In this example, we will add the following to the pytorch_mnist.py example script from ClearML's GitHub repo:

  • Setting an output destination for model checkpoints (snapshots).
  • Explicitly logging a scalar, other (non-scalar) data, and logging text.
  • Registering an artifact, which is uploaded to ClearML Server, and ClearML logs changes to it.
  • Uploading an artifact, which is uploaded, but changes to it are not logged.

Prerequisites#

  • The clearml repository is cloned.
  • The clearml package is installed.

Before Starting#

Make a copy of pytorch_mnist.py in order to add explicit reporting to it.

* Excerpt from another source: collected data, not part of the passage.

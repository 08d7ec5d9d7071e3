//! Integration tests for erp-shortcuts-keybindings.
//!
//! These tests exercise the load → add/remove → persist → reload → dispatch
//! pipeline against both the in-memory and the file-backed store.

use erp_shortcuts_config::{FileStore, KeyValueStore, MemoryStore, ShortcutEntry};
use erp_shortcuts_keybindings::{
    DispatchOutcome, FocusedElement, KeyPress, ShortcutDispatcher, ShortcutRegistry,
    parse_key_combo,
};
use tempfile::TempDir;

fn custom1() -> ShortcutEntry {
    ShortcutEntry::new("custom1", "Custom")
        .with_target("/x")
        .with_key_combination("Alt+Q")
}

// ---------------------------------------------------------------------------
// Loading
// ---------------------------------------------------------------------------

#[test]
fn empty_storage_yields_builtins() {
    let registry = ShortcutRegistry::load(MemoryStore::new());
    assert_eq!(registry.len(), 11);
    let first = &registry.entries()[0];
    assert_eq!(first.id, "dashboard");
    assert_eq!(first.key_combination.as_deref(), Some("F1"));
}

#[test]
fn corrupt_storage_yields_builtins() {
    let store = MemoryStore::new();
    store.set("erp_shortcuts", "{ definitely not an array").unwrap();
    let registry = ShortcutRegistry::load(store);
    assert_eq!(registry.len(), 11);
}

#[test]
fn persisted_empty_array_yields_builtins() {
    let store = MemoryStore::new();
    let mut registry = ShortcutRegistry::load(store.clone());
    for id in registry
        .entries()
        .iter()
        .map(|e| e.id.clone())
        .collect::<Vec<_>>()
    {
        registry.remove(&id);
    }
    assert!(registry.is_empty());

    let reloaded = ShortcutRegistry::load(store);
    assert_eq!(reloaded.len(), 11);
}

// ---------------------------------------------------------------------------
// Mutation and persistence
// ---------------------------------------------------------------------------

#[test]
fn add_then_reload_keeps_user_entry() {
    let store = MemoryStore::new();
    let mut registry = ShortcutRegistry::load(store.clone());
    assert!(registry.add(custom1()));

    let reloaded = ShortcutRegistry::load(store);
    let entry = reloaded.get("custom1").expect("entry survives restart");
    assert!(entry.is_user_defined);
    assert_eq!(entry.target.as_deref(), Some("/x"));
    assert_eq!(reloaded.len(), 12);
}

#[test]
fn duplicate_add_leaves_set_unchanged() {
    let mut registry = ShortcutRegistry::load(MemoryStore::new());
    assert!(registry.add(custom1()));
    let before = registry.entries().to_vec();

    let clash = ShortcutEntry::new("custom1", "Other").with_target("/y");
    assert!(!registry.add(clash));
    assert_eq!(registry.entries(), before.as_slice());
}

#[test]
fn remove_unknown_id_leaves_set_unchanged() {
    let mut registry = ShortcutRegistry::load(MemoryStore::new());
    let before = registry.entries().to_vec();
    registry.remove("does-not-exist");
    assert_eq!(registry.entries(), before.as_slice());
}

#[test]
fn persist_of_loaded_set_is_idempotent() {
    let store = MemoryStore::new();
    let registry = ShortcutRegistry::load(store.clone());
    registry.persist().unwrap();
    let first = store.get("erp_shortcuts").unwrap();

    let reloaded = ShortcutRegistry::load(store.clone());
    assert_eq!(reloaded.entries(), registry.entries());
    reloaded.persist().unwrap();
    assert_eq!(store.get("erp_shortcuts").unwrap(), first);
}

#[test]
fn file_store_survives_restart() {
    let temp = TempDir::new().unwrap();
    let dir = temp.path().join("data");

    {
        let mut registry = ShortcutRegistry::load(FileStore::new(&dir));
        assert!(registry.add(custom1()));
        registry.remove("suppliers");
    }

    let registry = ShortcutRegistry::load(FileStore::new(&dir));
    assert_eq!(registry.len(), 11);
    assert!(registry.get("suppliers").is_none());
    assert!(registry.get("custom1").unwrap().is_user_defined);
    assert!(dir.join("erp_shortcuts.json").exists());
}

#[test]
fn unwritable_store_keeps_in_memory_state() {
    let temp = TempDir::new().unwrap();
    // A regular file where the store expects a directory makes every write fail
    let blocker = temp.path().join("blocker");
    std::fs::write(&blocker, "").unwrap();

    let mut registry = ShortcutRegistry::load(FileStore::new(&blocker));
    assert!(registry.add(custom1()));
    assert!(registry.get("custom1").is_some());
    assert!(registry.persist().is_err());
}

// ---------------------------------------------------------------------------
// Dispatch
// ---------------------------------------------------------------------------

#[test]
fn unconfigured_combination_is_not_intercepted() {
    let registry = ShortcutRegistry::load(MemoryStore::new());
    let mut dispatcher = ShortcutDispatcher::new();
    let mut visited: Vec<String> = Vec::new();

    let event = KeyPress::new("A").with_ctrl().with_shift();
    let outcome = dispatcher.dispatch(&registry, &event, &mut |p: &str| {
        visited.push(p.to_string())
    });

    assert!(!outcome.default_prevented());
    assert!(visited.is_empty());
}

#[test]
fn f1_in_text_input_is_suppressed() {
    let registry = ShortcutRegistry::load(MemoryStore::new());
    let mut dispatcher = ShortcutDispatcher::new();
    let mut visited: Vec<String> = Vec::new();

    let event = KeyPress::new("F1").with_focus(FocusedElement::TextInput);
    let outcome = dispatcher.dispatch(&registry, &event, &mut |p: &str| {
        visited.push(p.to_string())
    });

    assert_eq!(outcome, DispatchOutcome::SuppressedByFocus);
    assert!(visited.is_empty());
}

#[test]
fn custom_alt_q_navigates_exactly_once() {
    let mut registry = ShortcutRegistry::load(MemoryStore::new());
    assert!(registry.add(custom1()));
    let mut dispatcher = ShortcutDispatcher::new();
    let mut visited: Vec<String> = Vec::new();

    let event = KeyPress::new("q").with_alt();
    let outcome = dispatcher.dispatch(&registry, &event, &mut |p: &str| {
        visited.push(p.to_string())
    });

    assert!(outcome.default_prevented());
    assert_eq!(visited, vec!["/x".to_string()]);
}

#[test]
fn first_registered_wins_on_shared_combination() {
    let mut registry = ShortcutRegistry::load(MemoryStore::new());
    registry.add(
        ShortcutEntry::new("a", "A")
            .with_target("/a")
            .with_key_combination("Ctrl+K"),
    );
    registry.add(
        ShortcutEntry::new("b", "B")
            .with_target("/b")
            .with_key_combination("ctrl+k"),
    );
    assert_eq!(registry.conflicts().len(), 1);

    let mut dispatcher = ShortcutDispatcher::new();
    let mut visited: Vec<String> = Vec::new();
    let event = KeyPress::new("k").with_ctrl();
    dispatcher.dispatch(&registry, &event, &mut |p: &str| visited.push(p.to_string()));
    assert_eq!(visited, vec!["/a".to_string()]);

    // Removing the winner exposes the next entry
    registry.remove("a");
    visited.clear();
    dispatcher.dispatch(&registry, &event, &mut |p: &str| visited.push(p.to_string()));
    assert_eq!(visited, vec!["/b".to_string()]);
}

#[test]
fn parsed_combination_dispatches() {
    let registry = ShortcutRegistry::load(MemoryStore::new());
    let mut dispatcher = ShortcutDispatcher::new();
    let mut visited: Vec<String> = Vec::new();

    let combo = parse_key_combo("f10").unwrap();
    let outcome = dispatcher.dispatch(&registry, &KeyPress::from_combo(&combo), &mut |p: &str| {
        visited.push(p.to_string())
    });

    assert_eq!(
        outcome,
        DispatchOutcome::Navigated {
            id: "suppliers".to_string(),
            target: "/suppliers".to_string(),
        }
    );
    assert_eq!(visited, vec!["/suppliers".to_string()]);
}

#[test]
fn builtins_all_dispatch_to_their_targets() {
    let registry = ShortcutRegistry::load(MemoryStore::new());
    let mut dispatcher = ShortcutDispatcher::new();

    for (i, entry) in registry.entries().iter().enumerate() {
        let mut visited: Vec<String> = Vec::new();
        let event = KeyPress::new(format!("F{}", i + 1));
        dispatcher.dispatch(&registry, &event, &mut |p: &str| visited.push(p.to_string()));
        assert_eq!(visited.as_slice(), [entry.target.clone().unwrap()]);
    }
}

  • In the local ClearML repository, example directory.
cp pytorch_mnist.py pytorch_mnist_tutorial.py

Step 1: Setting an Output Destination for Model Checkpoints#

Specify a default output location, which is where model checkpoints (snapshots) and artifacts will be stored when the experiment runs. Some possible destinations include:

  • Local destination
  • Shared folder
  • Cloud storage:
    • S3 EC2
    • Google Cloud Storage
    • Azure Storage.

Specify the output location in the output_uri parameter of the Task.init method. In this tutorial, we specify a local folder destination.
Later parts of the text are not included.